2. Lose the electrolytic capacitors entirely and use NP0/C0G rated capacitors for the whole thing. A lot of drift will occur due to temperature effects on cheap ceramic capacitors. To demonstrate this, poke your finger on one of the caps for a few seconds and watch the frequency drift off as it warms up.
3. You don't need big electrolytics here; a 10n ceramic across the emitter resistor is probably fine as is a 100pF or so coupling capacitor at 100MHz.
4. Add an actual trimmer in the final circuit, set it to oscillate at 100MHz exactly and play to see if it drifts and if so how quickly.
5. Add a low-pass filter on the output to suppress harmonics.

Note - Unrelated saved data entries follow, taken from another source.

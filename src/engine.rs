//! Event store and query API
//!
//! [`CohortEngine`] ties the key codec, the range decomposer and the bit
//! algebra to an injected [`BitStore`]:
//!
//! ```text
//! track_event ──► KeyCodec ──► SETBIT per stored granularity
//!
//! count/entities/evaluate
//!   CohortExpr ──► events() ──► min_keys_for_range ──► GET (bounded fan-out)
//!              ◄── evaluate ◄── OR per event ◄────────────┘
//! ```
//!
//! Every call is independent; the engine holds no mutable state. A failed
//! bucket read fails the whole call, and dropping the returned future
//! abandons all in-flight reads.

use crate::bits::{BitOp, Bitmap, SetBits};
use crate::cohort::{CohortExpr, Event};
use crate::error::{Error, Result};
use crate::keys::{KeyCodec, DEFAULT_NAMESPACE};
use crate::metrics;
use crate::range::{min_keys_for_range, BucketSpan};
use crate::store::BitStore;
use crate::types::{EntityId, Granularity, TimeRange};
use bytes::Bytes;
use chrono::{DateTime, Utc, Weekday};
use futures::future::{try_join_all, BoxFuture};
use futures::{stream, FutureExt, StreamExt, TryStreamExt};
use serde::{Deserialize, Serialize};
use std::collections::{HashMap, HashSet};
use std::sync::Arc;
use std::time::Instant;
use tracing::{debug, info, warn};

/// Default bound on concurrent bucket reads per call
pub const DEFAULT_MAX_CONCURRENT_FETCHES: usize = 32;

// ============================================================================
// Configuration
// ============================================================================

/// Runtime settings of a [`CohortEngine`]
#[derive(Debug, Clone)]
pub struct EngineConfig {
    /// Key prefix shared by every bucket
    pub namespace: String,

    /// Day weeks start on
    pub first_day_of_week: Weekday,

    /// Granularity used by `track_event` and as the query leaf
    pub default_granularity: Granularity,

    /// Maximum bucket reads in flight for one call
    pub max_concurrent_fetches: usize,
}
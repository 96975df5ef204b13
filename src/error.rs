//! Error types for the cohort engine

use chrono::{DateTime, Utc};
use thiserror::Error;

/// Main error type for the engine
#[derive(Error, Debug)]
pub enum Error {
    /// Time range is empty or reversed
    #[error("Invalid time range: start {start} >= end {end}")]
    InvalidRange {
        /// Range start (inclusive)
        start: DateTime<Utc>,
        /// Range end (exclusive)
        end: DateTime<Utc>,
    },

    /// Granularity cannot be used for the requested operation
    #[error("Unsupported granularity: {0}")]
    UnsupportedGranularity(String),

    /// Entity id cannot be addressed as a bit offset
    #[error("Entity id {0} exceeds the largest addressable id {}", crate::types::MAX_ENTITY_ID)]
    EntityOutOfRange(u64),

    /// Category or action name cannot be encoded into a key
    #[error("Invalid name: {0}")]
    InvalidName(String),

    /// Store error
    #[error("Store error: {0}")]
    Store(#[from] StoreError),

    /// Configuration error
    #[error("Configuration error: {0}")]
    Configuration(String),

    /// IO error
    #[error("IO error: {0}")]
    Io(#[from] std::io::Error),

    /// General error
    #[error("{0}")]
    General(String),
}

/// Errors raised by a [`BitStore`](crate::store::BitStore) implementation
#[derive(Error, Debug, Clone, PartialEq, Eq)]
pub enum StoreError {
    /// Connection to the store failed or timed out
    #[error("Connection error: {0}")]
    ConnectionError(String),

    /// The store rejected or failed a command
    #[error("Command error: {0}")]
    CommandError(String),

    /// Key holds a value that is not a byte string
    #[error("Type mismatch for key {key}: found {found}")]
    TypeMismatch {
        /// Key that was read
        key: String,
        /// Kind of value found at the key
        found: String,
    },

    /// Arguments are not valid for the command
    #[error("Invalid argument: {0}")]
    InvalidArgument(String),
}

/// Validation errors
///
/// Raised while validating configuration files and environment overrides.
#[derive(Error, Debug)]
pub enum ValidationError {
    /// Value is out of allowed range
    #[error("{field} value {value} is out of range [{min}, {max}]")]
    OutOfRange {
        /// Field name being validated
        field: String,
        /// The invalid value
        value: String,
        /// Minimum allowed value
        min: String,
        /// Maximum allowed value
        max: String,
    },

    /// Required field is missing
    #[error("Missing required field: {0}")]
    MissingField(String),

    /// Invalid format
    #[error("Invalid format for {field}: {message}")]
    InvalidFormat {
        /// Field name being validated
        field: String,
        /// Description of the format error
        message: String,
    },
}

impl From<ValidationError> for Error {
    fn from(e: ValidationError) -> Self {
        Error::Configuration(e.to_string())
    }
}

/// Result type alias
pub type Result<T> = std::result::Result<T, Error>;
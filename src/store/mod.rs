//! Bitmap store abstraction
//!
//! The engine talks to storage only through [`BitStore`], a five-command
//! subset of the Redis string/bit API:
//!
//! ```text
//! SETBIT   key offset value        -> previous bit
//! GETBIT   key offset              -> bit
//! BITCOUNT key start end           -> set bits in byte range
//! BITOP    op dest src [src ...]   -> length of dest
//! GET      key                     -> raw bytes
//! ```
//!
//! Two implementations are provided: [`InMemoryBitStore`] for tests and
//! embedding, and [`RedisBitStore`] for a real server. Missing keys behave
//! as empty bitmaps in both.

pub mod memory;
pub mod redis;

pub use memory::InMemoryBitStore;
pub use self::redis::{RedisBitStore, RedisConfig, RedisPool, RetryPolicy};

use crate::bits::BitOp;
use crate::error::StoreError;
use crate::types::EntityId;
use async_trait::async_trait;
use bytes::Bytes;
use std::fmt;

/// Result type for store operations
pub type StoreResult<T> = std::result::Result<T, StoreError>;

/// Byte-string store with bit-level commands
///
/// Offsets address bits MSB-first within each byte. Writes are atomic per
/// bit; nothing is atomic across keys.
#[async_trait]
pub trait BitStore: Send + Sync {
    /// Set or clear one bit, returning its previous value
    async fn set_bit(&self, key: &str, offset: EntityId, value: bool) -> StoreResult<bool>;

    /// Read one bit; missing keys and offsets past the end read as `false`
    async fn get_bit(&self, key: &str, offset: EntityId) -> StoreResult<bool>;

    /// Count set bits between byte indexes `start` and `end` inclusive
    ///
    /// Negative indexes count from the end, `-1` being the last byte.
    async fn bit_count(&self, key: &str, start: i64, end: i64) -> StoreResult<u64>;

    /// Combine `sources` with `op` into `dest`, returning the byte length of `dest`
    async fn bit_op(&self, op: BitOp, dest: &str, sources: &[String]) -> StoreResult<u64>;

    /// Fetch the raw bytes stored at `key`, empty if missing
    async fn get_bytes(&self, key: &str) -> StoreResult<Bytes>;

    /// Short identifier used in logs
    fn store_id(&self) -> &str;
}

/// Decoded reply of a raw store read
#[derive(Debug, Clone, PartialEq)]
pub enum StoreValue {
    /// Key does not exist
    Nil,
    /// UTF-8 string
    String(String),
    /// Integer reply
    Int64(i64),
    /// Floating point reply
    Double(f64),
    /// Arbitrary bytes
    Bytes(Bytes),
}

impl StoreValue {
    /// Name of the variant for error messages
    pub fn kind(&self) -> &'static str {
        match self {
            StoreValue::Nil => "nil",
            StoreValue::String(_) => "string",
            StoreValue::Int64(_) => "int64",
            StoreValue::Double(_) => "double",
            StoreValue::Bytes(_) => "bytes",
        }
    }

    /// Interpret the value as a bitmap byte string
    ///
    /// `Nil` becomes an empty buffer; numeric replies are a type mismatch.
    pub fn into_bytes(self, key: &str) -> StoreResult<Bytes> {
        match self {
            StoreValue::Nil => Ok(Bytes::new()),
            StoreValue::String(s) => Ok(Bytes::from(s.into_bytes())),
            StoreValue::Bytes(b) => Ok(b),
            other => Err(StoreError::TypeMismatch {
                key: key.to_string(),
                found: other.kind().to_string(),
            }),
        }
    }
}

impl fmt::Display for StoreValue {
    fn fmt(&self, f: &mut fmt::Formatter<'_>) -> fmt::Result {
        match self {
            StoreValue::Nil => write!(f, "(nil)"),
            StoreValue::String(s) => write!(f, "{:?}", s),
            StoreValue::Int64(i) => write!(f, "(integer) {}", i),
            StoreValue::Double(d) => write!(f, "(double) {}", d),
            StoreValue::Bytes(b) => write!(f, "({} bytes)", b.len()),
        }
    }
}

#[cfg(test)]
mod tests {
    use super::*;

    #[test]
    fn test_into_bytes_accepts_byte_like_values() {
        assert!(StoreValue::Nil.into_bytes("k").unwrap().is_empty());
        assert_eq!(
            StoreValue::String("ab".to_string()).into_bytes("k").unwrap(),
            Bytes::from_static(b"ab")
        );
        assert_eq!(
            StoreValue::Bytes(Bytes::from_static(&[0xff])).into_bytes("k").unwrap(),
            Bytes::from_static(&[0xff])
        );
    }

    #[test]
    fn test_into_bytes_rejects_numbers() {
        let err = StoreValue::Int64(7).into_bytes("cohort:a:b:2024").unwrap_err();
        assert_eq!(
            err,
            StoreError::TypeMismatch {
                key: "cohort:a:b:2024".to_string(),
                found: "int64".to_string(),
            }
        );
        assert!(StoreValue::Double(1.5).into_bytes("k").is_err());
    }
}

6. Instead of using an RF choke as the inductor, grab a suitable Micrometals toroid and wind one. More fun and considerably more stable.
To rate quality, the main parameters are phase noise and harmonic content. I've not worked out how to measure phase noise yet. Harmonic content is visible in your FFT.
Edit: also watch out for crappy 2n2222a's. I've seen a few of them with a very low transition frequency recently. Managed to bag 50 Motorola ones off ebay which all work nicely.